◆ **WHAT TO PRODUCE**:
Search the data for the string "task" and extract every line where it appears.

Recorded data
——

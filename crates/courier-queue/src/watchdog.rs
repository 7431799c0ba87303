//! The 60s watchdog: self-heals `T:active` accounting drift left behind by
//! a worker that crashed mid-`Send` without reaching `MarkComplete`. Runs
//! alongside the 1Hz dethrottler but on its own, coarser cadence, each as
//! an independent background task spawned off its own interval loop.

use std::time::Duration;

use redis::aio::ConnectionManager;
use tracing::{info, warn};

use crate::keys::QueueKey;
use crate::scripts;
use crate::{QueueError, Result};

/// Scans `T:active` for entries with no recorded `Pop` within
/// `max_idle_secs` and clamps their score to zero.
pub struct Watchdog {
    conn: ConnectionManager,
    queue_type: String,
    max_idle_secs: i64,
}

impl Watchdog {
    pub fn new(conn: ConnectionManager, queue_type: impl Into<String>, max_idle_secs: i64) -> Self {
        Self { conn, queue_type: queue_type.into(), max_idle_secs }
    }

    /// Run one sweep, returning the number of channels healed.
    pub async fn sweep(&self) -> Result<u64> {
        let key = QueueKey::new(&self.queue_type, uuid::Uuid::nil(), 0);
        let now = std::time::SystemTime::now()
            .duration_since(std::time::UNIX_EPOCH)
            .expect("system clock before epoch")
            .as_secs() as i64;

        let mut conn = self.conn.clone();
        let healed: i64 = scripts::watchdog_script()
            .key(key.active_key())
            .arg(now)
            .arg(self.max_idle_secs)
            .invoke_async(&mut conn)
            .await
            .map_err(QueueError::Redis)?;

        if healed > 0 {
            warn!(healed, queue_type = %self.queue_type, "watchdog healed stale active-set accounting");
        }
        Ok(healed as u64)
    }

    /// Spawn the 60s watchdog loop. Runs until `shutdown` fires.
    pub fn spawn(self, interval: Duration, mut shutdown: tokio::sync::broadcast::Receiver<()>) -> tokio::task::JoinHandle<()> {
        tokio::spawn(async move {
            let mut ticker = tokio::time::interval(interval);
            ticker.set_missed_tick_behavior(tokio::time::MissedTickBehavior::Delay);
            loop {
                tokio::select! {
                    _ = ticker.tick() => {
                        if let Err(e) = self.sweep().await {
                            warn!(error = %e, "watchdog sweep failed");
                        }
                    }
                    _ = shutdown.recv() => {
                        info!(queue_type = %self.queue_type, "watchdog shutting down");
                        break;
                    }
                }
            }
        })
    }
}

——

◆ **SOLUTION BELOW**:
//! an independent background task spawned off its own interval loop.
    pub fn spawn(self, interval: Duration, mut shutdown: tokio::sync::broadcast::Receiver<()>) -> tokio::task::JoinHandle<()> {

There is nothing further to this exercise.